CIA running prisons in E. Europe: WP

Published November 3, 2005

WASHINGTON, Nov 2: The CIA has been hiding and interrogating some of its most important Al Qaeda captives at a Soviet-era compound in east Europe, the Washington Post reported on Wednesday.

Quoting US and foreign officials familiar with the arrangement, the Post said that the secret facility was part of a covert prison system set up by the CIA nearly four years ago. At various times, it has included sites in eight countries, including Thailand, Afghanistan and several countries in east Europe, as well as a small centre at the Guantanamo Bay prison in Cuba.

The Post said that this hidden global internment network is a central element in the CIA’s unconventional war on terrorism. It depends on the cooperation of foreign intelligence services, and on keeping even basic information about the system secret from the public, foreign officials and nearly all members of Congress charged with overseeing the CIA’s covert actions.

The existence and locations of the facilities — referred to as ‘black sites’ in classified White House, CIA, Justice Department and congressional documents — are known to only a handful of officials in the United States and, usually, only to the president and a few top intelligence officers in each host country, the Post said.

The CIA and the White House have dissuaded Congress from demanding that the agency answer questions in open testimony about the conditions under which captives are held.
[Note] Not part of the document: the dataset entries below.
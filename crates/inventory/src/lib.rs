//! Inventory domain module.
//!
//! Stock arithmetic and the movement log. Every change to a product's
//! on-hand quantity goes through [`move_stock`], which refuses to take stock
//! below zero and returns the [`StockTransaction`] row to persist alongside it.

pub mod alert;
pub mod movement;
pub mod transaction;

pub use alert::{LowStockAlert, Urgency, low_stock_alerts};
pub use movement::{MovementDetails, MovementKind, move_stock};
pub use transaction::StockTransaction;
use std::collections::{BTreeMap, HashMap};

use chrono::NaiveDate;
use serde::Serialize;

use inventaris_core::{Money, ProductId};
use inventaris_inventory::{MovementKind, StockTransaction};
use inventaris_products::Product;

use crate::growth_percent;
use crate::period::Period;

const TOP_PRODUCT_LIMIT: usize = 5;

#[derive(Debug, Clone, PartialEq, Serialize)]
pub struct SalesSummary {
    pub total_revenue: Money,
    pub total_transactions: usize,
    pub average_transaction: Money,
    pub total_items_sold: i64,
    /// Revenue change versus the preceding period of equal length, in percent.
    pub growth_percent: f64,
}

#[derive(Debug, Clone, PartialEq, Eq, Serialize)]
pub struct DailySales {
    pub date: NaiveDate,
    pub revenue: Money,
    pub items_sold: i64,
    pub transactions: usize,
}

#[derive(Debug, Clone, PartialEq, Eq, Serialize)]
pub struct TopProduct {
    pub product_id: ProductId,
    pub name: Option<String>,
    pub sku: Option<String>,
    pub quantity: i64,
    pub revenue: Money,
}

#[derive(Debug, Clone, PartialEq, Serialize)]
pub struct SalesReport {
    pub from: NaiveDate,
    pub to: NaiveDate,
    pub summary: SalesSummary,
    pub daily: Vec<DailySales>,
    pub top_products: Vec<TopProduct>,
}

/// A sale is an outbound movement that carries a unit price (shipments of
/// sales orders, or priced manual issues).
fn is_sale(t: &StockTransaction) -> bool {
    t.kind == MovementKind::Out && t.unit_price.is_some()
}

pub fn sales_report(
    transactions: &[StockTransaction],
    products: &[Product],
    period: Period,
) -> SalesReport {
    let sales: Vec<&StockTransaction> = transactions
        .iter()
        .filter(|t| is_sale(t) && period.contains(t.created_at))
        .collect();
    let previous_revenue: Money = match period.preceding() {
        Some(previous) => transactions
            .iter()
            .filter(|t| is_sale(t) && previous.contains(t.created_at))
            .map(StockTransaction::value)
            .sum(),
        None => Money::ZERO,
    };

    let total_revenue: Money = sales.iter().map(|t| t.value()).sum();
    let average_transaction = if sales.is_empty() {
        Money::ZERO
    } else {
        Money::from_minor(total_revenue.minor() / sales.len() as i64)
    };

    let summary = SalesSummary {
        total_revenue,
        total_transactions: sales.len(),
        average_transaction,
        total_items_sold: sales.iter().map(|t| t.quantity).sum(),
        growth_percent: growth_percent(total_revenue.minor(), previous_revenue.minor()),
    };

    let mut daily: BTreeMap<NaiveDate, DailySales> = period
        .days()
        .map(|date| {
            (
                date,
                DailySales {
                    date,
                    revenue: Money::ZERO,
                    items_sold: 0,
                    transactions: 0,
                },
            )
        })
        .collect();
    for sale in &sales {
        if let Some(day) = daily.get_mut(&sale.created_at.date_naive()) {
            day.revenue = day.revenue + sale.value();
            day.items_sold += sale.quantity;
            day.transactions += 1;
        }
    }

    let catalog: HashMap<ProductId, &Product> =
        products.iter().map(|p| (p.id_typed(), p)).collect();
    let mut per_product: HashMap<ProductId, (i64, Money)> = HashMap::new();
    for sale in &sales {
        let entry = per_product.entry(sale.product_id).or_insert((0, Money::ZERO));
        entry.0 += sale.quantity;
        entry.1 = entry.1 + sale.value();
    }
    let mut top_products: Vec<TopProduct> = per_product
        .into_iter()
        .map(|(product_id, (quantity, revenue))| {
            let product = catalog.get(&product_id);
            TopProduct {
                product_id,
                name: product.map(|p| p.name().to_string()),
                sku: product.map(|p| p.sku().to_string()),
                quantity,
                revenue,
            }
        })
        .collect();
    top_products.sort_by(|a, b| {
        b.revenue
            .cmp(&a.revenue)
            .then_with(|| b.quantity.cmp(&a.quantity))
            .then_with(|| a.product_id.cmp(&b.product_id))
    });
    top_products.truncate(TOP_PRODUCT_LIMIT);

    SalesReport {
        from: period.from.date_naive(),
        to: period.to.date_naive(),
        summary,
        daily: daily.into_values().collect(),
        top_products,
    }
}

#[cfg(test)]
mod tests {
    use super::*;
    use crate::fixtures::{at, date, movement, product};

    #[test]
    fn revenue_daily_series_and_growth() {
        let pen = product("pen", "Office", 0, 10, 100);
        let ink = product("ink", "Office", 0, 10, 500);
        let transactions = vec![
            movement(&pen, MovementKind::Out, 10, Some(200), at(2024, 3, 2)),
            movement(&ink, MovementKind::Out, 1, Some(1_000), at(2024, 3, 3)),
            movement(&ink, MovementKind::Out, 2, Some(1_000), at(2024, 3, 3)),
            // unpriced issue: not a sale
            movement(&pen, MovementKind::Out, 5, None, at(2024, 3, 3)),
            // inbound: not a sale
            movement(&pen, MovementKind::In, 50, Some(100), at(2024, 3, 2)),
            // previous period
            movement(&pen, MovementKind::Out, 5, Some(200), at(2024, 2, 27)),
        ];
        let period = Period::from_dates(date(2024, 3, 1), date(2024, 3, 5));

        let report = sales_report(&transactions, &[pen.clone(), ink.clone()], period);

        assert_eq!(report.summary.total_revenue, Money::from_minor(5_000));
        assert_eq!(report.summary.total_transactions, 3);
        assert_eq!(report.summary.total_items_sold, 13);
        assert_eq!(report.summary.growth_percent, 400.0);

        assert_eq!(report.daily.len(), 5);
        assert_eq!(report.daily[2].date, date(2024, 3, 3));
        assert_eq!(report.daily[2].revenue, Money::from_minor(3_000));
        assert_eq!(report.daily[0].transactions, 0);

        assert_eq!(report.top_products[0].product_id, ink.id_typed());
        assert_eq!(report.top_products[0].quantity, 3);
        assert_eq!(report.top_products[1].name.as_deref(), Some("pen"));
    }
}
//! Purchasing domain module (purchase orders).
//!
//! This crate contains the purchase order lifecycle
//! (`pending → approved → received`, or `cancelled`), implemented purely as
//! deterministic domain logic (no IO, no HTTP, no storage). Receiving an order
//! only flips its status here; the stock effect is applied by the caller inside
//! the same database transaction.

pub mod order;

pub use order::{
    LineItem, NewPurchaseOrder, PurchaseOrder, PurchaseOrderParts, PurchaseOrderStatus,
    PurchaseOrderUpdate, generate_po_number,
};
“Virtually nothing is known about who is kept in the facilities, what interrogation methods are employed with them, or how decisions are made about whether they should be detained or for how long,” the report said.
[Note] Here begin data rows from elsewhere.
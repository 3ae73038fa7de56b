//! Inventory efficiency: how long current stock lasts at the recent sales
//! rate, and how much to reorder to cover a month.

use std::collections::{BTreeMap, HashMap};

use chrono::{Days, NaiveDate};
use serde::Serialize;

use inventaris_core::{Money, ProductId};
use inventaris_products::Product;
use inventaris_sales::{SalesOrder, SalesOrderStatus};

use crate::round2;

/// Days before today that count towards the sales velocity. The window
/// includes today, so it spans one day more.
pub const VELOCITY_WINDOW_DAYS: u64 = 30;
/// Days of cover the reorder suggestion aims for.
pub const TARGET_COVER_DAYS: f64 = 30.0;
/// Beyond this many days of cover stock counts as excess.
pub const EXCESS_DAYS: i64 = 90;

#[derive(Debug, Clone, Copy, PartialEq, Eq, Serialize)]
#[serde(rename_all = "snake_case")]
pub enum EfficiencyStatus {
    OutOfStock,
    LowStock,
    Excess,
    Optimal,
}

impl EfficiencyStatus {
    fn rank(self) -> u8 {
        match self {
            EfficiencyStatus::OutOfStock => 0,
            EfficiencyStatus::LowStock => 1,
            EfficiencyStatus::Excess | EfficiencyStatus::Optimal => 2,
        }
    }
}

#[derive(Debug, Clone, PartialEq, Serialize)]
pub struct StockEfficiency {
    pub product_id: ProductId,
    pub product_name: String,
    pub sku: String,
    pub category: String,
    pub quantity: i64,
    pub min_stock: i64,
    pub value: Money,
    pub days_of_inventory: i64,
    /// Units sold per day over the velocity window.
    pub sales_velocity: f64,
    pub status: EfficiencyStatus,
    pub reorder_suggestion: i64,
}

#[derive(Debug, Clone, Default, PartialEq, Serialize)]
pub struct EfficiencySummary {
    pub total_stock_value: Money,
    pub total_products: usize,
    pub out_of_stock_products: usize,
    pub low_stock_products: usize,
    pub excess_stock_products: usize,
    pub optimal_stock_products: usize,
}

#[derive(Debug, Clone, PartialEq, Serialize)]
pub struct InventoryEfficiency {
    pub summary: EfficiencySummary,
    pub category_breakdown: BTreeMap<String, Money>,
    pub stock_items: Vec<StockEfficiency>,
}

pub fn inventory_efficiency(
    products: &[Product],
    sales: &[SalesOrder],
    today: NaiveDate,
) -> InventoryEfficiency {
    let since = today
        .checked_sub_days(Days::new(VELOCITY_WINDOW_DAYS))
        .unwrap_or(NaiveDate::MIN);
    let window_days = (today - since).num_days() + 1;

    let mut sold: HashMap<ProductId, i64> = HashMap::new();
    for order in sales
        .iter()
        .filter(|o| o.status() != SalesOrderStatus::Cancelled)
        .filter(|o| (since..=today).contains(&o.order_date()))
    {
        for line in order.lines() {
            *sold.entry(line.product_id).or_default() += line.quantity;
        }
    }

    let mut summary = EfficiencySummary::default();
    let mut category_breakdown: BTreeMap<String, Money> = BTreeMap::new();
    let mut stock_items: Vec<StockEfficiency> = products
        .iter()
        .map(|p| {
            let units = sold.get(&p.id_typed()).copied().unwrap_or(0);
            let velocity = units as f64 / window_days as f64;
            stock_efficiency(p, velocity)
        })
        .collect();

    for item in &stock_items {
        summary.total_stock_value = summary.total_stock_value + item.value;
        match item.status {
            EfficiencyStatus::OutOfStock => summary.out_of_stock_products += 1,
            EfficiencyStatus::LowStock => summary.low_stock_products += 1,
            EfficiencyStatus::Excess => summary.excess_stock_products += 1,
            EfficiencyStatus::Optimal => summary.optimal_stock_products += 1,
        }
        let entry = category_breakdown
            .entry(item.category.clone())
            .or_insert(Money::ZERO);
        *entry = *entry + item.value;
    }
    summary.total_products = stock_items.len();

    stock_items.sort_by(|a, b| {
        a.status
            .rank()
            .cmp(&b.status.rank())
            .then(a.days_of_inventory.cmp(&b.days_of_inventory))
            .then_with(|| a.product_id.cmp(&b.product_id))
    });

    InventoryEfficiency {
        summary,
        category_breakdown,
        stock_items,
    }
}

fn stock_efficiency(product: &Product, velocity: f64) -> StockEfficiency {
    let quantity = product.stock();
    let min_stock = product.min_stock();
    let days_of_inventory = if velocity > 0.0 {
        (quantity as f64 / velocity).round() as i64
    } else {
        0
    };
    let status = if quantity <= 0 {
        EfficiencyStatus::OutOfStock
    } else if quantity <= min_stock {
        EfficiencyStatus::LowStock
    } else if days_of_inventory > EXCESS_DAYS {
        EfficiencyStatus::Excess
    } else {
        EfficiencyStatus::Optimal
    };
    StockEfficiency {
        product_id: product.id_typed(),
        product_name: product.name().to_string(),
        sku: product.sku().to_string(),
        category: product.category().to_string(),
        quantity,
        min_stock,
        value: product.stock_value(),
        days_of_inventory,
        sales_velocity: round2(velocity),
        status,
        reorder_suggestion: reorder_amount(quantity, min_stock, velocity),
    }
}

/// Units needed to hold a month of sales, and never less than the minimum.
pub fn reorder_amount(quantity: i64, min_stock: i64, velocity: f64) -> i64 {
    if velocity <= 0.0 {
        return (min_stock - quantity).max(0);
    }
    let target = ((velocity * TARGET_COVER_DAYS).ceil() as i64).max(min_stock);
    (target - quantity).max(0)
}

#[cfg(test)]
mod tests {
    use super::*;
    use crate::fixtures::{at, date, product, sales_order_with};

    #[test]
    fn classifies_and_orders_items() {
        let empty = product("empty", "Office", 0, 5, 100);
        let low = product("low", "Office", 3, 5, 100);
        let slow = product("slow", "Home", 200, 5, 10);
        let fast = product("fast", "Home", 40, 5, 10);
        // 62 units over the 31-day window is two a day
        let sales = vec![
            sales_order_with("SO-1", at(2024, 3, 20), &[(&slow, 1, 20), (&fast, 62, 20)]),
            sales_order_with("SO-2", at(2024, 3, 30), &[(&slow, 1, 20)]),
            // before the window
            sales_order_with("SO-3", at(2024, 2, 1), &[(&fast, 500, 20)]),
        ];
        let products = [slow.clone(), fast.clone(), low.clone(), empty.clone()];

        let report = inventory_efficiency(&products, &sales, date(2024, 3, 31));
        let order: Vec<ProductId> = report.stock_items.iter().map(|i| i.product_id).collect();
        assert_eq!(
            order,
            vec![empty.id_typed(), low.id_typed(), fast.id_typed(), slow.id_typed()]
        );

        let fast_row = &report.stock_items[2];
        assert_eq!(fast_row.sales_velocity, 2.0);
        assert_eq!(fast_row.days_of_inventory, 20);
        assert_eq!(fast_row.status, EfficiencyStatus::Optimal);
        assert_eq!(fast_row.reorder_suggestion, 20);

        // 2 units over 31 days gives 3100 days of cover
        let slow_row = &report.stock_items[3];
        assert_eq!(slow_row.status, EfficiencyStatus::Excess);
        assert_eq!(slow_row.reorder_suggestion, 0);

        assert_eq!(report.stock_items[1].reorder_suggestion, 2);
        assert_eq!(report.summary.total_products, 4);
        assert_eq!(report.summary.out_of_stock_products, 1);
        assert_eq!(report.summary.low_stock_products, 1);
        assert_eq!(report.summary.excess_stock_products, 1);
        assert_eq!(report.summary.optimal_stock_products, 1);
        assert_eq!(report.summary.total_stock_value, Money::from_minor(2_700));
        assert_eq!(report.category_breakdown["Office"], Money::from_minor(300));
        assert_eq!(report.category_breakdown["Home"], Money::from_minor(2_400));
    }

    #[test]
    fn reorder_covers_a_month_but_never_below_minimum() {
        assert_eq!(reorder_amount(2, 10, 0.0), 8);
        assert_eq!(reorder_amount(20, 10, 0.0), 0);
        assert_eq!(reorder_amount(0, 10, 0.1), 10);
        assert_eq!(reorder_amount(5, 0, 1.5), 40);
    }
}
Last month, Vice President Cheney and CIA Director Porter J. Goss asked Congress to exempt CIA employees from legislation already endorsed by 90 senators that would bar cruel and degrading treatment of any prisoner in US custody.

The Washington Post did not publish the names of the east European countries involved in the covert programme, at the request of senior US officials. They argued that the disclosure might disrupt counter-terrorism efforts in those countries and elsewhere and could make them targets of possible terrorist retaliation.